In late April 1945, as World Battle II neared its finish in Europe, three new child infants and their moms arrived on the infamous Mauthausen focus camp in Austria. The ladies, Jewish prisoners who had endured months of pressured labor, had hidden their pregnancies from their Nazi captors. Their survival to that time was extraordinary; what occurred subsequent was one thing nearer to miraculous.
Lower than every week after their arrival, a small American unit of roughly two dozen troopers liberated the camp. Among the many liberating troopers was 22-year-old Military medic LeRoy “Pete” Petersohn of Illinois.
Petersohn had labored at a newspaper earlier than the warfare. When he entered Mauthausen, he discovered himself confronting horrors that he felt have been nearly past comprehension. He additionally understood that what he was seeing wanted to be documented to be believed.
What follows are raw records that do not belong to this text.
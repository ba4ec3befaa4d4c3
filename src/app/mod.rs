// ==========================================
// 纺织工厂管理系统 - 应用层
// ==========================================
// 职责: 装配仓储/引擎/API,提供进程入口所需的共享状态
// ==========================================

pub mod state;

// 重导出
pub use state::{get_default_db_path, AppState};
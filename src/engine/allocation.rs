// ==========================================
// 纺织工厂管理系统 - 共同费用分摊引擎
// ==========================================
// 职责: 把共同费用（工资 + 未归属支出）按开机天数分摊到机台
// ==========================================
// 规则:
// - 全厂开机天数 > 0: 按各机台开机天数占比分摊,
//   当月零开机的机台分摊为 0（闲置机台不为它没参与的产出买单）
// - 全厂开机天数 == 0: 退化为按"当前状态为 ACTIVE"的机台均摊,
//   非 ACTIVE 机台为 0; 除数取 max(ACTIVE 台数, 1) 防止除零
// - ACTIVE 台数也为 0 时: 所有机台分摊均为 0,
//   共同费用只体现在汇总字段中（见 DESIGN.md 决策 1）
// ==========================================

use crate::domain::types::MachineStatus;
use std::collections::HashMap;

/// 分摊输入（每台机台一行）
#[derive(Debug, Clone, PartialEq)]
pub struct MachineUsage {
    pub machine_id: String,            // 机台ID
    pub working_days: f64,             // 当月开机天数（时间线重建结果）
    pub current_status: MachineStatus, // 当前状态（退化分支用）
}

// ==========================================
// SharedCostAllocator - 共同费用分摊引擎
// ==========================================
pub struct SharedCostAllocator {
    // 无状态引擎,不需要注入依赖
}

impl SharedCostAllocator {
    /// 构造函数
    pub fn new() -> Self {
        Self {}
    }

    /// 分摊共同费用
    ///
    /// # 参数
    /// - `usages`: 全部未删除机台的开机天数与当前状态
    /// - `total_shared`: 共同费用总额（工资 + 未归属支出）
    ///
    /// # 返回
    /// machine_id -> 分摊金额; 开机天数分支下各机台之和恒等于 total_shared
    pub fn allocate(
        &self,
        usages: &[MachineUsage],
        total_shared: f64,
    ) -> HashMap<String, f64> {
        let total_working_days: f64 = usages.iter().map(|u| u.working_days).sum();

        if total_working_days > 0.0 {
            // 1. 正常分支: 按开机天数占比
            return usages
                .iter()
                .map(|u| {
                    (
                        u.machine_id.clone(),
                        u.working_days / total_working_days * total_shared,
                    )
                })
                .collect();
        }

        // 2. 退化分支: 当月无任何开机记录,按当前 ACTIVE 机台均摊
        let active_count = usages
            .iter()
            .filter(|u| u.current_status == MachineStatus::Active)
            .count();
        let divisor = active_count.max(1) as f64;

        if active_count == 0 {
            tracing::warn!(
                total_shared,
                "当月无开机记录且无 ACTIVE 机台,共同费用不分摊到任何机台"
            );
        } else {
            tracing::debug!(
                active_count,
                "当月无开机记录,退化为按当前 ACTIVE 机台均摊"
            );
        }

        usages
            .iter()
            .map(|u| {
                let share = if u.current_status == MachineStatus::Active {
                    total_shared / divisor
                } else {
                    0.0
                };
                (u.machine_id.clone(), share)
            })
            .collect()
    }
}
“This can be a story as I witnessed upon arriving right here about two weeks in the past,” he wrote in a letter dated Might 20, 1945.
His son, Brian Petersohn, lately learn these phrases aloud to 60 Minutes correspondent Lesley Stahl. The letter was not only a message residence; it was testimony.
“It was a horrible sight upon arriving right here,” Petersohn wrote, describing “piles after piles of lifeless our bodies.” He recounted how ravenous prisoners, as soon as the gates have been opened, ran to patches of grass and started consuming it. “The sights have been horrible,” he wrote. “The camp was nearly past a human being to face.”
He described prisoners mendacity in opposition to the partitions. “We figured they have been simply resting, however no, they have been additionally lifeless and had been lifeless for hours. My blood runs chilly once I recall these sights, which I witnessed.”
Along with his written report, Petersohn and his fellow troopers took pictures and recorded movie footage of what they discovered at Mauthausen within the days after liberation.
Brian Petersohn says his father understood that historical past would require proof. He recalled conversations in regards to the function of Basic Dwight D. Eisenhower, who ordered troops to deliver native civilians to see the camps firsthand and to doc what they discovered by way of phrases and pictures.
Petersohn did precisely that. He despatched the letter residence to his spouse, who introduced it to the native newspaper, the place it was printed as contemporaneous proof of what American troopers had encountered.
“He was giving testimony,” Stahl noticed.
Brian agreed.
When requested whether or not he considers his father a hero, Brian paused.
“I will say sure,” he stated of his father, who died from a mind tumor in June 2010. “However then once more, I understand how humble he was — that it was simply what he was alleged to do. It was his job.”
Photographs and movies courtesy of the U.S. Holocaust Memorial Museum and Getty Pictures.
The video above was produced by Shari Finkelstein, Collette Richards, and Brit McCandless Farmer. It was edited by April Wilson and Scott Rosann.